自分は当たり前のように家庭に身を捧げてきたけど、それは本当に正しいのか。いまの自分の姿は、子どもの目にどう映っているのか。“理想の父親像”に対するモヤモヤを抱えながら、日々を過ごすようになっていた。
そんなある朝。いつものようにゴミを持って家を出ようとすると、妻から「帰りにケーキお願い」とひと言。
子どもの誕生日なのに、また“言われたことをやっている”だけの自分に嫌気がさす。こんな気持ちでケーキを買う姿も、外から見たら「素敵なパパ」に見えるのだろう。
「家族思いの優しいパパ」は、形骸化しかけていた。
そんなモヤモヤした気持ちに追い打ちをかけるように、会社でまたも妻からメッセージが届く。
https://www.youtube.com/watch?v=CkYHlvzW3IM「プレゼントもお願い!」
無表情の奥で、静かに感情が噴出しそうになる男性。目の前では、後輩が上司から怒られて落ち込んでいた。

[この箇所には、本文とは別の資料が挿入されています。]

//! RabbitMQ 基础设施封装
//!
//! 将 lapin 的底层 API 封装为 [`MessageBroker`] 实现：
//! 持久化 topic 交换机、持久化队列、带超时的持久化 JSON 发布，以及手动确认消费。
//! 每个客户端持有一条连接与一个通道，发布调用在通道上串行化，
//! 排队等待通道的时间同样计入发布超时。

use std::sync::atomic::{AtomicBool, Ordering};
use std::time::Duration;

use async_trait::async_trait;
use futures::StreamExt;
use lapin::acker::Acker;
use lapin::options::{
    BasicAckOptions, BasicConsumeOptions, BasicPublishOptions, BasicRejectOptions,
    ConfirmSelectOptions, ExchangeDeclareOptions, QueueBindOptions, QueueDeclareOptions,
};
use lapin::types::FieldTable;
use lapin::{BasicProperties, Channel, Connection, ConnectionProperties};
use tokio::sync::Mutex;
use tracing::{debug, info, instrument, warn};

use crate::broker::{
    CONTENT_TYPE_JSON, ConsumerMessage, Delivery, DeliveryAcker, DeliveryStream, ExchangeKind,
    MessageBroker,
};
use crate::config::RabbitMqConfig;
use crate::error::MessagingError;

/// AMQP 持久化投递模式
const DELIVERY_MODE_PERSISTENT: u8 = 2;

/// 正常关闭时的 AMQP reply code
const REPLY_SUCCESS: u16 = 200;

impl From<ExchangeKind> for lapin::ExchangeKind {
    fn from(kind: ExchangeKind) -> Self {
        match kind {
            ExchangeKind::Direct => lapin::ExchangeKind::Direct,
            ExchangeKind::Fanout => lapin::ExchangeKind::Fanout,
            ExchangeKind::Topic => lapin::ExchangeKind::Topic,
        }
    }
}

/// RabbitMQ 客户端
pub struct RabbitMqClient {
    connection: Connection,
    channel: Channel,
    publish_lock: Mutex<()>,
    publish_timeout: Duration,
    closed: AtomicBool,
}

impl RabbitMqClient {
    /// 建立连接并打开通道
    ///
    /// 通道开启 publisher confirm，发布调用等待代理确认后才返回。
    #[instrument(skip(config), fields(host = %config.host, port = config.port))]
    pub async fn connect(
        config: &RabbitMqConfig,
        publish_timeout: Duration,
    ) -> Result<Self, MessagingError> {
        let mut properties = ConnectionProperties::default();
        if let Some(name) = &config.connection_name {
            properties = properties.with_connection_name(name.clone().into());
        }

        let connection = Connection::connect(&config.uri(), properties)
            .await
            .map_err(|e| MessagingError::Connection(e.to_string()))?;

        let channel = connection
            .create_channel()
            .await
            .map_err(|e| MessagingError::Channel(e.to_string()))?;

        channel
            .confirm_select(ConfirmSelectOptions::default())
            .await
            .map_err(|e| MessagingError::Channel(e.to_string()))?;

        info!(
            host = %config.host,
            port = config.port,
            vhost = %config.vhost,
            "RabbitMQ 连接已建立"
        );

        Ok(Self {
            connection,
            channel,
            publish_lock: Mutex::new(()),
            publish_timeout,
            closed: AtomicBool::new(false),
        })
    }

    fn ensure_open(&self) -> Result<(), MessagingError> {
        if self.closed.load(Ordering::SeqCst) {
            Err(MessagingError::Closed)
        } else {
            Ok(())
        }
    }
}

#[async_trait]
impl MessageBroker for RabbitMqClient {
    async fn declare_exchange(
        &self,
        name: &str,
        kind: ExchangeKind,
    ) -> Result<(), MessagingError> {
        self.ensure_open()?;
        let options = ExchangeDeclareOptions {
            durable: true,
            auto_delete: false,
            internal: false,
            ..Default::default()
        };

        self.channel
            .exchange_declare(name, kind.into(), options, FieldTable::default())
            .await
            .map_err(|e| MessagingError::DeclareExchange {
                exchange: name.to_string(),
                reason: e.to_string(),
            })?;

        debug!(exchange = name, kind = %kind, "交换机已声明");
        Ok(())
    }

    async fn declare_queue(&self, name: &str) -> Result<(), MessagingError> {
        self.ensure_open()?;
        let options = QueueDeclareOptions {
            durable: true,
            exclusive: false,
            auto_delete: false,
            ..Default::default()
        };

        let queue = self
            .channel
            .queue_declare(name, options, FieldTable::default())
            .await
            .map_err(|e| MessagingError::DeclareQueue {
                queue: name.to_string(),
                reason: e.to_string(),
            })?;

        debug!(
            queue = name,
            messages = queue.message_count(),
            consumers = queue.consumer_count(),
            "队列已声明"
        );
        Ok(())
    }

    async fn bind_queue(
        &self,
        queue: &str,
        exchange: &str,
        pattern: &str,
    ) -> Result<(), MessagingError> {
        self.ensure_open()?;
        self.channel
            .queue_bind(
                queue,
                exchange,
                pattern,
                QueueBindOptions::default(),
                FieldTable::default(),
            )
            .await
            .map_err(|e| MessagingError::Bind {
                queue: queue.to_string(),
                exchange: exchange.to_string(),
                pattern: pattern.to_string(),
                reason: e.to_string(),
            })?;

        debug!(queue, exchange, pattern, "队列已绑定");
        Ok(())
    }

    async fn publish(
        &self,
        exchange: &str,
        routing_key: &str,
        payload: &[u8],
    ) -> Result<(), MessagingError> {
        self.ensure_open()?;

        let properties = BasicProperties::default()
            .with_content_type(CONTENT_TYPE_JSON.into())
            .with_delivery_mode(DELIVERY_MODE_PERSISTENT)
            .with_timestamp(chrono::Utc::now().timestamp().max(0) as u64);

        let publish_error = |reason: String| MessagingError::Publish {
            routing_key: routing_key.to_string(),
            reason,
        };

        // 等待通道与等待确认共用同一个发布超时
        let send = async {
            let _guard = self.publish_lock.lock().await;
            let confirm = self
                .channel
                .basic_publish(
                    exchange,
                    routing_key,
                    BasicPublishOptions::default(),
                    payload,
                    properties,
                )
                .await?;
            confirm.await
        };

        let confirmation = tokio::time::timeout(self.publish_timeout, send)
            .await
            .map_err(|_| MessagingError::PublishTimeout {
                routing_key: routing_key.to_string(),
                timeout_ms: self.publish_timeout.as_millis() as u64,
            })?
            .map_err(|e| publish_error(e.to_string()))?;

        if confirmation.is_nack() {
            return Err(publish_error("broker nacked the message".to_string()));
        }

        debug!(exchange, routing_key, bytes = payload.len(), "消息已发布");
        Ok(())
    }

    async fn open_delivery_stream(
        &self,
        queue: &str,
    ) -> Result<Box<dyn DeliveryStream>, MessagingError> {
        self.ensure_open()?;
        let options = BasicConsumeOptions {
            no_ack: false,
            ..Default::default()
        };

        let consumer = self
            .channel
            .basic_consume(queue, "", options, FieldTable::default())
            .await
            .map_err(|e| MessagingError::Consume {
                queue: queue.to_string(),
                reason: e.to_string(),
            })?;

        Ok(Box::new(RabbitDeliveryStream {
            queue: queue.to_string(),
            consumer,
        }))
    }

    async fn close(&self) -> Result<(), MessagingError> {
        if self.closed.swap(true, Ordering::SeqCst) {
            return Ok(());
        }

        if let Err(e) = self.channel.close(REPLY_SUCCESS, "Bye").await {
            warn!(error = %e, "关闭 RabbitMQ 通道失败");
        }
        self.connection
            .close(REPLY_SUCCESS, "Bye")
            .await
            .map_err(|e| MessagingError::Connection(e.to_string()))?;

        info!("RabbitMQ 连接已关闭");
        Ok(())
    }

    fn is_connected(&self) -> bool {
        !self.closed.load(Ordering::SeqCst) && self.connection.status().connected()
    }
}

struct RabbitDeliveryStream {
    queue: String,
    consumer: lapin::Consumer,
}

#[async_trait]
impl DeliveryStream for RabbitDeliveryStream {
    async fn next_delivery(&mut self) -> Option<Result<Delivery, MessagingError>> {
        let next = self.consumer.next().await?;
        Some(
            next.map(|delivery| {
                let message = ConsumerMessage {
                    delivery_tag: delivery.delivery_tag,
                    exchange: delivery.exchange.as_str().to_string(),
                    routing_key: delivery.routing_key.as_str().to_string(),
                    redelivered: delivery.redelivered,
                    content_type: delivery
                        .properties
                        .content_type()
                        .as_ref()
                        .map(|ct| ct.as_str().to_string()),
                    payload: delivery.data,
                };
                Delivery {
                    acker: Box::new(RabbitAcker {
                        delivery_tag: message.delivery_tag,
                        acker: delivery.acker,
                    }),
                    message,
                }
            })
            .map_err(|e| MessagingError::Consume {
                queue: self.queue.clone(),
                reason: e.to_string(),
            }),
        )
    }
}

struct RabbitAcker {
    delivery_tag: u64,
    acker: Acker,
}

#[async_trait]
impl DeliveryAcker for RabbitAcker {
    async fn ack(&self) -> Result<(), MessagingError> {
        self.acker
            .ack(BasicAckOptions::default())
            .await
            .map(|_| ())
            .map_err(|e| MessagingError::Acknowledge {
                delivery_tag: self.delivery_tag,
                reason: e.to_string(),
            })
    }

    async fn reject(&self, requeue: bool) -> Result<(), MessagingError> {
        self.acker
            .reject(BasicRejectOptions { requeue })
            .await
            .map(|_| ())
            .map_err(|e| MessagingError::Acknowledge {
                delivery_tag: self.delivery_tag,
                reason: e.to_string(),
            })
    }
}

そんな“魔が差す条件”が揃った結果、男性は「子どもの誕生日に会社の後輩を連れて飲みに行く」という行動をとってしまう。
批判覚悟の表現をしなければ、立場の違う人に「父親のリアルな葛藤」は届かなかったのではないか
このように、一見奇行のように思える行動も、そこに至るまでにはボディーブローのようにさまざまな感情が積み重なっていった過程があったのだろうと推測できる。
とはいえ、「たとえ目的が“父親の葛藤”を伝えることだったとしても、このように批判が殺到しかねないシーンを描く必要があったのか」という疑問も残るだろう。
では、たとえば今回のCMが
「買い物を頼まれた夫が、妻に『ケーキくらい自分で買ってよ』と言い返す」
という内容ならどうなっていただろうか? おそらくそれでは、この男性が抱えるリアルで深い葛藤は伝わらず、ここまで大きな議論が生まれることもなかったはずだ。
この男性の行動に共感できる人は少ないかもしれない。ただ、「立場の違う人には理解できない父親の気持ち」に思いを馳せる“きっかけ”をつくったという意味では、意義のあるCMであったと思う。
「自分とは立場が異なる人間の感情を理解するのは簡単ではない」という前提に立ち、批判する前に一歩踏みとどまる。相手に想像力を働かせる。価値観が多様化する現代に閉塞感のない社会をつくるには、そんな受け手のスタンスが求められるのだろう。